Your reference to Bleichenbacher again makes it unclear if you're
expressing a concern about the protection of the private key or the quality
of the signatures, or whether you're conflating with ciphersuite
negotiation and encryption.


> > It does not do prevent such a signature from being created - that's what
> I
> > mean.
>
> now you're being silly
>
> the Mozilla policy doesn't prohibit the CA from making a service that will
> perform RSA private key operation on arbitrary strings either but we would
> still revoke trust from CA that would do such a thing, because just the
> fact
> that such a service _could_ have been used maliciously (to sign arbitrary
> certificates) is enough to distrust it!
>

No, such CAs do exist, and we haven't revoked such trust. Your statement is
empirically false.

That's why I'm trying to be explicit in the policy here - that the policy
is about the keys, not the certificates.


> I don't think that it's the act of making the signature that weakens the
> key
>

Great, then we don't need to restrict keys.

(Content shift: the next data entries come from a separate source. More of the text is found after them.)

mod app_state;
mod config;
mod db;
mod models;
mod routes;
mod services;

use axum::{routing::get, routing::post, Router};
use metrics_exporter_prometheus::PrometheusBuilder;
use std::sync::Arc;
use tower_http::compression::CompressionLayer;
use tower_http::cors::CorsLayer;
use tower_http::limit::RequestBodyLimitLayer;
use tower_http::trace::TraceLayer;
use tracing_subscriber::EnvFilter;

use app_state::AppState;
use config::AppConfig;
use services::{
    orchestrator::Orchestrator, queue::JobQueue, storage::ImageStore, vision::OpenAiVisionClient,
};

#[tokio::main]
async fn main() {
    // Initialize structured logging
    tracing_subscriber::fmt()
        .with_env_filter(
            EnvFilter::try_from_default_env().unwrap_or_else(|_| EnvFilter::new("info")),
        )
        .json()
        .init();

    // Load configuration from environment
    let config = AppConfig::from_env().expect("Failed to load configuration from environment");

    tracing::info!("Initializing gymregister API server");

    // Initialize Prometheus metrics recorder
    let prometheus_handle = PrometheusBuilder::new()
        .install_recorder()
        .expect("Failed to install Prometheus metrics recorder");
    let prometheus_handle = Arc::new(prometheus_handle);

    // Register application metrics
    metrics::describe_counter!("analysis_jobs_total", "Total analysis jobs submitted");
    metrics::describe_counter!(
        "analysis_jobs_completed",
        "Total analysis jobs that completed"
    );
    metrics::describe_counter!("analysis_jobs_failed", "Total analysis jobs that failed");
    metrics::describe_histogram!(
        "analysis_processing_seconds",
        "Time from begin to terminal state per analysis job"
    );
    metrics::describe_gauge!(
        "analysis_queue_depth",
        "Current number of jobs awaiting a worker"
    );

    // Initialize database connection pool
    tracing::info!("Connecting to PostgreSQL database");
    let db_pool = db::init_pool(&config.database_url)
        .await
        .expect("Failed to connect to database");

    // Run database migrations
    tracing::info!("Running database migrations");
    db::run_migrations(&db_pool)
        .await
        .expect("Failed to run database migrations");

    // Initialize upload storage
    let store = ImageStore::new(&config.upload_dir)
        .await
        .expect("Failed to initialize image store");

    // Initialize Redis job queue
    tracing::info!("Connecting to Redis job queue");
    let queue = Arc::new(JobQueue::new(&config.redis_url).expect("Failed to initialize job queue"));

    // Initialize vision model client
    let vision = OpenAiVisionClient::new(config.openai_api_key.clone(), config.openai_model.clone());

    let orchestrator = Arc::new(Orchestrator::new(
        db_pool.clone(),
        Arc::new(store),
        queue.clone(),
        Arc::new(vision),
    ));

    // Create shared application state
    let state = AppState::new(db_pool, queue, orchestrator, config.max_upload_bytes);

    // Build API routes
    let app = Router::new()
        .route("/health", get(routes::health::health_check))
        .route("/api/v1/analyze", post(routes::analyze::submit_analysis))
        .route("/api/v1/analyze/{job_id}", get(routes::analyze::get_analysis))
        .route(
            "/api/v1/analysis/history",
            get(routes::analyze::analysis_history),
        )
        .route(
            "/api/v1/analysis/reprocess/{job_id}",
            post(routes::analyze::reprocess_analysis),
        )
        .with_state(state)
        // Prometheus metrics endpoint (separate state)
        .route(
            "/metrics",
            get(routes::metrics::prometheus_metrics).with_state(prometheus_handle),
        )
        .layer(TraceLayer::new_for_http())
        .layer(CompressionLayer::new())
        .layer(CorsLayer::permissive())
        .layer(RequestBodyLimitLayer::new(config.max_upload_bytes + 1024 * 1024));

    tracing::info!("Starting gymregister on {}", config.bind_addr);

    let listener = tokio::net::TcpListener::bind(&config.bind_addr)
        .await
        .expect("Failed to bind to address");

    tracing::info!("Server listening on {}", config.bind_addr);

    axum::serve(listener, app).await.expect("Server error");
}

> If I generate a certificate has RSA-PSS SPKI I won't be able to use it for
> PKCS#1 v1.5 signatures - no widely deployed server will use it like that
> and
> no widely deployed client will accept such use. So a chance that a key
> will be
> abused like that and will remain abused like that is negligible.
>
> and that's the whole point - defence in depth - to make it another hurdle
> to
> jump through if you want to do something stupid
>

That's an argument often made for unnecessary complexity - or more aptly,
the benefits of such defense in depth needs to be weighed against how that
cost is distributed. In the case of RSA-PSS, because of the inanity of RFC
4055, that cost is distributed unevenly - it places the burden of such
complexity upon the clients, which have repeatedly lead to exploits (and
again, NSS has itself been vulnerable to this several times, or deftly
avoided it due to Brian Smith's keen rejection of unnecessary complexity).

It is a joint we don't need, and whose oiling will be needless toil.

It also adds complexity to the CA ecosystem, for CAs who are unfortunately
incapable of complying with the RFCs unless their hands are held and they
are carefully guided down the happy path. To the extent those CAs should
not be trusted is easy to say, but as shown time and time again, it's hard
to express "You must be this competent to ride" in an objective policy, and
even harder to address the situation where the CA is trusted and then let's
all the competent staff go.


>
> > I understand - but I'm saying that what we're discussing fundamentally
> > relates to the key.
> >
> > If a CA was technically constrained to .com, said they would never issue
> > for something not .com, but then issued for .org, it's absolutely grounds
> > for concern.
> > If it doesn't matter whether a CA issues for .com or .org, and they
> simply
> > choose to only issue for .com, then it doesn't make sense to require
> > clients to support the CA's expression of intent if doing so introduces
> > security risk to clients (and it does) and complexity risk.
>
> so where's the bug that removes support for that in Firefox? Will we get
> it in
> before the next ESR? /s
>

You've again misunderstood the argument. But I'm not sure that there's much
value in continuing - I've attempted to get you to either outline the value
proposition or to outline the risks. We've danced around on semantic games,
but we've identified that there is no risk in comingling these hash
algorithms, that the only risk in being strict relates to a single software
product with an unknown (but understandably miniscule, by virtue of no bugs
being filed) number of extant certificates, while we have a profound
opportunity to do the Right Thing based on lessons repeatedly learned.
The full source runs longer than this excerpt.